The sleeping southern elephant seals were photographed on Macquarie Island, a three-day sail south of Tasmania, during the moulting period when they try to avoid going into the water: "They're all bunched up and don't really do much except sleep and make funny noises," she says.

Dr Massaro had her Canon EOS 3 camera on a tripod and used a 300mm lens so was not particularly close to the seals but says they did not care that she was there anyway because, given the size difference, she was not a threat.

The 36-year-old took "thousands" of photos while working as a guide for Christchurch-based Heritage Expeditions on trips to New Zealand's subantarctic Islands.

At the time, she was doing her PhD at the University of Otago, studying brood reduction mechanisms in penguins. It was the abundance of seabirds in the southern hemisphere which had brought her to New Zealand.

While completing a master's of science degree in seabird ecology in Canada, she did cruises to the Antarctic and "fell in love" with the continent and the Southern Ocean.

"The southern hemisphere is seabird heaven. There are many more species down here and so many species that we know hardly anything about."

These days, the Canterbury University lecturer still does "some Antarctic stuff" but is also studying the life history of New Zealand's native song birds and the consequences of "population bottlenecks" and reduced genetic variation on the long-term survival of the black robin, work which schoolchildren can follow on www.learnz.org.nz.


Creative kelp (2005)... Gary Speer was running a photography workshop for people who wanted to learn to take good photos when he captured this image of bull kelp on Katiki Beach, just north of Shag Point.

"I was wandering around on the rocks at low tide and spotted the sun shining through a clump of bull kelp," the 65-year-old retired schoolteacher recalls.

"It's quite difficult to put an artistic interpretation on a subject like that but that was what I was trying to do with the curves in it."

The Oamaru man, who always works with a tripod, was using a Canon 300D camera, the first digital SLR he owned.


Feeding frenzy (2004)... Darren Scott had to work quickly to capture his award-winning image of pelicans feeding outside the fish markets in Sydney harbour.

"It was fortuitous. Some friends and I had just had some fish and chips from the market and I had been taking photos of the cheeky gulls on the tables," he says, recalling how a man from the market then began feeding the pelicans with the remains of fish.

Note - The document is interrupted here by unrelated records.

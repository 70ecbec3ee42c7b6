//! The built-in strategy families, one module per failure family.

pub mod browser;
pub mod comparison;
pub mod fallback;
pub mod resource;
pub mod runtime;
pub mod step;

use super::strategy::ParsingStrategy;

/// The full default chain, in registration order. The classifier sorts by
/// priority, so ordering here only breaks ties.
#[must_use]
pub fn default_strategies() -> Vec<Box<dyn ParsingStrategy>> {
    vec![
        Box::new(comparison::ComparisonStrategy),
        Box::new(step::StepErrorStrategy),
        Box::new(runtime::RuntimeFaultStrategy),
        Box::new(resource::ResourceErrorStrategy),
        Box::new(browser::BrowserErrorStrategy),
        Box::new(fallback::FallbackStrategy),
    ]
}

#[cfg(test)]
mod tests {
    use super::default_strategies;

    #[test]
    fn default_chain_has_distinct_names_and_priorities() {
        let strategies = default_strategies();
        let mut names: Vec<_> = strategies.iter().map(|s| s.name()).collect();
        let mut priorities: Vec<_> = strategies.iter().map(|s| s.priority()).collect();

        names.sort_unstable();
        names.dedup();
        priorities.sort_unstable();
        priorities.dedup();
        assert_eq!(names.len(), 6);
        assert_eq!(priorities.len(), 6);
    }
}
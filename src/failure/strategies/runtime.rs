//! Runtime-fault strategy: general language-level exceptions that no
//! more specific family owns.

use std::sync::LazyLock;

use regex::Regex;

use crate::failure::strategies::browser::looks_like_browser;
use crate::failure::strategies::comparison::looks_like_comparison;
use crate::failure::strategies::resource::looks_like_resource;
use crate::failure::strategies::step::looks_like_step_error;
use crate::failure::strategy::{first_user_frame, ParseError, ParsingStrategy};
use crate::failure::{AssertionKind, FailureRecord, FailureRecordBuilder};

/// Language-level exception simple names this strategy claims.
const EXCEPTIONS: &[&str] = &[
    "NullPointerException",
    "IndexOutOfBoundsException",
    "ArrayIndexOutOfBoundsException",
    "StringIndexOutOfBoundsException",
    "IllegalStateException",
    "IllegalArgumentException",
    "ClassCastException",
    "ArithmeticException",
    "NumberFormatException",
    "ConcurrentModificationException",
    "UnsupportedOperationException",
    "StackOverflowError",
    "OutOfMemoryError",
];

/// `Exception in thread "main" qualified.Name: message` preamble.
static THREAD_PREAMBLE: LazyLock<Regex> = LazyLock::new(|| {
    Regex::new(r#"Exception in thread "[^"]*"\s+([\w.$]+)"#).expect("preamble pattern is valid")
});

/// `qualified.Name: message` head of a trace, for message extraction.
/// The non-empty prefix keeps the bare word `Exception` (as in the
/// thread preamble) from matching on its own.
static EXCEPTION_HEAD: LazyLock<Regex> = LazyLock::new(|| {
    Regex::new(r"([\w.$]+(?:Exception|Error))(?::\s*(.*))?").expect("head pattern is valid")
});

/// Recognizes general runtime faults: NPEs, bounds errors, cast errors,
/// and the other `java.lang` staples.
pub struct RuntimeFaultStrategy;

impl RuntimeFaultStrategy {
    /// Shared priority constant.
    pub const PRIORITY: u8 = 80;
}

impl ParsingStrategy for RuntimeFaultStrategy {
    fn can_handle(&self, text: &str) -> bool {
        let claimed_elsewhere = looks_like_comparison(text)
            || looks_like_step_error(text)
            || looks_like_resource(text)
            || looks_like_browser(text);
        if claimed_elsewhere {
            return false;
        }
        EXCEPTIONS.iter().any(|name| text.contains(name)) || THREAD_PREAMBLE.is_match(text)
    }

    fn parse(&self, text: &str) -> Result<FailureRecord, ParseError> {
        self.gate(text)?;

        // First line naming an exception carries the type and message.
        let head = text
            .lines()
            .find_map(|line| EXCEPTION_HEAD.captures(line))
            .ok_or_else(|| ParseError::Extraction {
                strategy: self.name(),
                reason: "no exception head line found".to_string(),
            })?;

        let qualified = head[1].to_string();
        let simple = qualified.rsplit('.').next().unwrap_or(&qualified).to_string();
        let message = head
            .get(2)
            .map(|group| group.as_str().trim())
            .filter(|body| !body.is_empty())
            .map_or_else(|| simple.clone(), ToString::to_string);

        let mut builder = FailureRecordBuilder::new(self.name(), text)
            .error_message(message)
            .kind(AssertionKind::Runtime);
        if let Some((file, line)) = first_user_frame(text) {
            builder = builder.location(file, line);
        }
        Ok(builder.build())
    }

    fn priority(&self) -> u8 {
        Self::PRIORITY
    }

    fn name(&self) -> &'static str {
        "runtime-fault"
    }
}

#[cfg(test)]
mod tests {
    use super::{ParsingStrategy, RuntimeFaultStrategy};
    use crate::failure::AssertionKind;

    #[test]
    fn claims_plain_npe() {
        assert!(RuntimeFaultStrategy
            .can_handle("java.lang.NullPointerException: user must not be null"));
    }

    #[test]
    fn claims_thread_preamble_form() {
        assert!(RuntimeFaultStrategy
            .can_handle("Exception in thread \"main\" com.example.AppError: boom"));
    }

    #[test]
    fn defers_to_the_comparison_family() {
        let text = "java.lang.IllegalStateException: expected:<a> but was:<b>";
        assert!(!RuntimeFaultStrategy.can_handle(text));
    }

    #[test]
    fn defers_to_the_resource_family() {
        let text = "java.lang.IllegalStateException: BeanCreationException while wiring";
        assert!(!RuntimeFaultStrategy.can_handle(text));
    }

    #[test]
    fn extracts_message_and_user_frame() {
        let text = "java.lang.NullPointerException: user must not be null\n\
                    \tat java.base/java.util.Objects.requireNonNull(Objects.java:233)\n\
                    \tat com.shop.CartService.add(CartService.java:57)";
        let record = RuntimeFaultStrategy.parse(text).unwrap();

        assert_eq!(record.error_message.as_deref(), Some("user must not be null"));
        assert_eq!(record.assertion_kind, AssertionKind::Runtime);
        assert_eq!(record.source_file.as_deref(), Some("CartService.java"));
        assert_eq!(record.line, Some(57));
    }

    #[test]
    fn thread_preamble_does_not_hide_the_real_exception() {
        let record = RuntimeFaultStrategy
            .parse("Exception in thread \"main\" java.lang.IllegalStateException: already closed")
            .unwrap();
        assert_eq!(record.error_message.as_deref(), Some("already closed"));
    }

    #[test]
    fn messageless_exception_reports_its_simple_name() {
        let record = RuntimeFaultStrategy.parse("java.lang.StackOverflowError").unwrap();
        assert_eq!(record.error_message.as_deref(), Some("StackOverflowError"));
    }
}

"The bucket of fish wasn't that big so I had to work quickly and try a whole bunch of techniques to get this shot. The action was all over in about five minutes."

The photo was taken with a Nikon 801s camera and Sigma 105mm macro lens, at th second shutter speed at f8 on Fuji Velvia 50 slide film.

Now a "house dad", furniture maker and photographer in Invercargill, the 39-year-old still enjoys photographing wildlife and landscapes.